With this in mind, Vogue Scandinavia has set out to list the sartorially savvy swimwear labels from Scandinavia. So whether jetting off on a beach holiday or soaking up the sun in the archipelago, these are the 10 must-know brands to keep an eye on when sourcing your summer wardrobe.


Scampi Swimwear

Founded in 1983 in Sweden, Scampi took part in revolutionising swimwear over 30 years ago by introducing the Mix n’ Match concept. Freely being able to choose between different styles of matching tops and bottoms, allowed for a more personalised approach to swimwear. Today, the brand is a certified powerhouse in Scandinavian swimwear, usually featuring iconic stripes and prints reminiscent of classic swim resorts. “Designed and inspired by vagabonds, made for exploring distant shores and plunging into new oceans,” as the brand puts it.

Scampi Swimwear

Photo: Scampi

Making sustainable swimwear and beachwear for adventurous hearts, all of the brand’s designs are created in its Stockholm studio with unique seasonal prints and manufactured in Europe under fair conditions using premium recycled Italian fabrics. “We want to help save the places we love to visit,” the brand points out. “Better for you, better for our planet.”

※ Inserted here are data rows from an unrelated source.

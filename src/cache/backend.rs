//! Abstract secret cache trait.
//!
//! A [`SecretCache`] stores short strings under string keys with a TTL.
//! Expiry is the store's job; callers never sweep.

use std::future::Future;
use std::pin::Pin;
use std::time::Duration;
use thiserror::Error;

/// Failure modes of a cache call.
#[derive(Debug, Error)]
pub enum CacheError {
    /// No live value is stored under the key.
    #[error("cache key not found: {key}")]
    NotFound { key: String },

    /// The cache could not be reached or answered with an error.
    #[error(transparent)]
    Backend(#[from] anyhow::Error),
}

pub type CacheResult<T> = Result<T, CacheError>;

/// Async key-value contract with per-key TTL.
///
/// Per-key operations must be atomic; concurrent `set` calls on the same
/// key resolve as last-writer-wins.
pub trait SecretCache: Send + Sync + 'static {
    /// Store `value` under `key`, replacing any previous value and TTL.
    fn set(
        &self,
        key: &str,
        value: &str,
        ttl: Duration,
    ) -> Pin<Box<dyn Future<Output = CacheResult<()>> + Send + '_>>;

    /// Fetch the live value under `key`.
    fn get(&self, key: &str) -> Pin<Box<dyn Future<Output = CacheResult<String>> + Send + '_>>;

    /// Remove `key`.  Removing a missing key is not an error.
    fn delete(&self, key: &str) -> Pin<Box<dyn Future<Output = CacheResult<()>> + Send + '_>>;
}
//! Abstract object store trait.
//!
//! Every object store must implement [`ObjectStore`].  Reads are exposed
//! as a metadata lookup plus an incremental byte stream, so callers never
//! hold a full object in memory.

use bytes::Bytes;
use chrono::{DateTime, Utc};
use futures::stream::BoxStream;
use std::fmt;
use std::future::Future;
use std::pin::Pin;
use thiserror::Error;

/// Default content type when the backend does not report one.
pub const DEFAULT_CONTENT_TYPE: &str = "application/octet-stream";

/// Failure modes of an object store call.
#[derive(Debug, Error)]
pub enum StorageError {
    /// No object exists at the requested key.
    #[error("object not found: {key}")]
    NotFound { key: String },

    /// The backend could not be reached or answered with an error.
    #[error(transparent)]
    Backend(#[from] anyhow::Error),
}

pub type StorageResult<T> = Result<T, StorageError>;

/// Metadata for a stored object, as reported by the backend.
#[derive(Debug, Clone, PartialEq, Eq)]
pub struct ObjectMetadata {
    pub content_type: String,
    /// Length in bytes, `None` when the backend does not report it.
    pub size: Option<u64>,
    pub last_modified: Option<DateTime<Utc>>,
}

/// A single-use handle over an object's bytes.
///
/// The handle owns the backend stream.  Dropping it (or the stream
/// returned by [`ObjectReader::into_stream`]) releases the underlying
/// connection or file descriptor.
pub struct ObjectReader {
    content_type: String,
    size: Option<u64>,
    body: BoxStream<'static, std::io::Result<Bytes>>,
}

impl ObjectReader {
    pub fn new(
        content_type: impl Into<String>,
        size: Option<u64>,
        body: BoxStream<'static, std::io::Result<Bytes>>,
    ) -> Self {
        Self {
            content_type: content_type.into(),
            size,
            body,
        }
    }

    pub fn content_type(&self) -> &str {
        &self.content_type
    }

    /// Length in bytes, if known.
    pub fn size(&self) -> Option<u64> {
        self.size
    }

    /// Consume the handle, yielding the byte stream.
    pub fn into_stream(self) -> BoxStream<'static, std::io::Result<Bytes>> {
        self.body
    }
}

impl fmt::Debug for ObjectReader {
    fn fmt(&self, f: &mut fmt::Formatter<'_>) -> fmt::Result {
        f.debug_struct("ObjectReader")
            .field("content_type", &self.content_type)
            .field("size", &self.size)
            .finish_non_exhaustive()
    }
}

/// Async read-only object store contract.
///
/// Implementations do not retry; a failed call is reported to the caller
/// immediately.
pub trait ObjectStore: Send + Sync + 'static {
    /// Fetch metadata for the object at `key`.
    fn head_object(
        &self,
        key: &str,
    ) -> Pin<Box<dyn Future<Output = StorageResult<ObjectMetadata>> + Send + '_>>;

    /// Open a streaming reader over the object at `key`.
    fn get_object(
        &self,
        key: &str,
    ) -> Pin<Box<dyn Future<Output = StorageResult<ObjectReader>> + Send + '_>>;
}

Scampi swimwear is available in select stores worldwide as well as in its webshop, where the whole collection is available year-round with international shipping.


Organic Basics

While not making swimwear exclusively, Copenhagen-based brand Organic Basics’s carbon-neutral styles made from recycled plastic are worth consideration. The brand’s clothing is ethically made in Europe with organic, recycled, and eco-friendly materials. Its ReSwim line focuses on cleaning up the oceans by turning industrial plastic, fabric scraps, plastic ocean waste, and ghost nets into timeless swimwear.

“The fashion industry is a dirty bastard,” the brand points out. So it puts sustainable thinking at the centre of everything, meaning that it only choose fabrics that care for our environment and partner with factories that care about their impact. “When we say sustainability is our core mission, we don’t mean that sustainability is nice to have - we mean that it’s the only way we act.”

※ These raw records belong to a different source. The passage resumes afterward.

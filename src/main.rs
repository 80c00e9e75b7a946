//! Shardcache - A sharded in-memory key-value cache server
//!
//! Partitions keys across independently locked LRU shards and serves a
//! line-oriented command protocol through a bounded worker pool.

use std::net::SocketAddr;

use anyhow::Context;
use tokio::net::TcpListener;
use tokio::signal;
use tracing::info;
use tracing_subscriber::{layer::SubscriberExt, util::SubscriberInitExt};

use shardcache::{serve, spawn_dispatcher, Config, ServerState};

/// Main entry point for the Shardcache server.
///
/// # Startup Sequence
/// 1. Initialize tracing subscriber for logging
/// 2. Load configuration from environment variables
/// 3. Create the sharded store and shared server state
/// 4. Spawn the worker pool dispatcher
/// 5. Accept TCP connections on the configured port
/// 6. Handle graceful shutdown on SIGINT/SIGTERM
#[tokio::main]
async fn main() -> anyhow::Result<()> {
    // Initialize tracing subscriber with env filter
    // Defaults to "info" level, can be overridden with RUST_LOG env var
    tracing_subscriber::registry()
        .with(
            tracing_subscriber::EnvFilter::try_from_default_env()
                .unwrap_or_else(|_| "shardcache=info".into()),
        )
        .with(tracing_subscriber::fmt::layer())
        .init();

    info!("Starting Shardcache Server");

    // Load configuration from environment variables
    let config = Config::from_env();
    info!(
        "Configuration loaded: shard_count={}, shard_capacity={}, worker_count={}, port={}, auth={}",
        config.shard_count,
        config.shard_capacity,
        config.worker_count,
        config.server_port,
        config.auth_password.is_some()
    );

    // Create the shared store and handler state
    let state = ServerState::from_config(&config);
    info!("Sharded store initialized");

    // Spawn the worker pool
    let dispatcher = spawn_dispatcher(&state, config.worker_count);
    info!("Worker pool started with {} workers", config.worker_count);

    // Bind to configured port
    let addr = SocketAddr::from(([0, 0, 0, 0], config.server_port));
    let listener = TcpListener::bind(addr)
        .await
        .with_context(|| format!("failed to bind to {}", addr))?;
    info!("Server listening on {}", addr);

    // Accept connections until a shutdown signal arrives, then drain
    serve(listener, dispatcher, shutdown_signal()).await;

    info!("Server shutdown complete");
    Ok(())
}

/// Waits for shutdown signal (Ctrl+C or SIGTERM).
async fn shutdown_signal() {
    let ctrl_c = async {
        signal::ctrl_c()
            .await
            .expect("Failed to install Ctrl+C handler");
    };

    #[cfg(unix)]
    let terminate = async {
        signal::unix::signal(signal::unix::SignalKind::terminate())
            .expect("Failed to install SIGTERM handler")
            .recv()
            .await;
    };

    #[cfg(not(unix))]
    let terminate = std::future::pending::<()>();

    tokio::select! {
        _ = ctrl_c => {
            info!("Received Ctrl+C, initiating shutdown...");
        }
        _ = terminate => {
            info!("Received SIGTERM, initiating shutdown...");
        }
    }
}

Organic Basics ReSwim collection is available in the brand's web shop.


Lilja the Label

Lilja the Label's founder Laura Saarinen was never worried about launching a swimwear brand in the Nordics. "Almost the opposite," she says, despite most swimwear brands, especially back when the Finnish brand was launched in 2016, being located on warmer latitudes. The styles, lately featuring colourful psychedelic prints, are simple while the cuts are classic and flattering.

The brand doesn't believe in seasonality in swimwear. "We don’t believe in having to travel to faraway places to get to wear your swimsuit," Saarinen says. Instead, the brand focuses on the Nordic nature - the thousands of lakes, the clean forests, the light summer nights. "However," she is quick to point out, "we also love the dark autumn evenings, cold water swimming, warm saunas, and all that the four seasons here in the North have to offer."

Lilja the Label

Photo: Lilja the Label

This spring the brand is launching a new recycling campaign with the goal to build community and to together take care of the Baltic Sea. "Many don’t know that our beloved Baltic Sea is one of the unhealthiest seas in the whole planet," Saarinen says. "In the North, the Baltic Sea is right on our doorstep, and taking care of it would mean taking care of the lovely backyard we all share."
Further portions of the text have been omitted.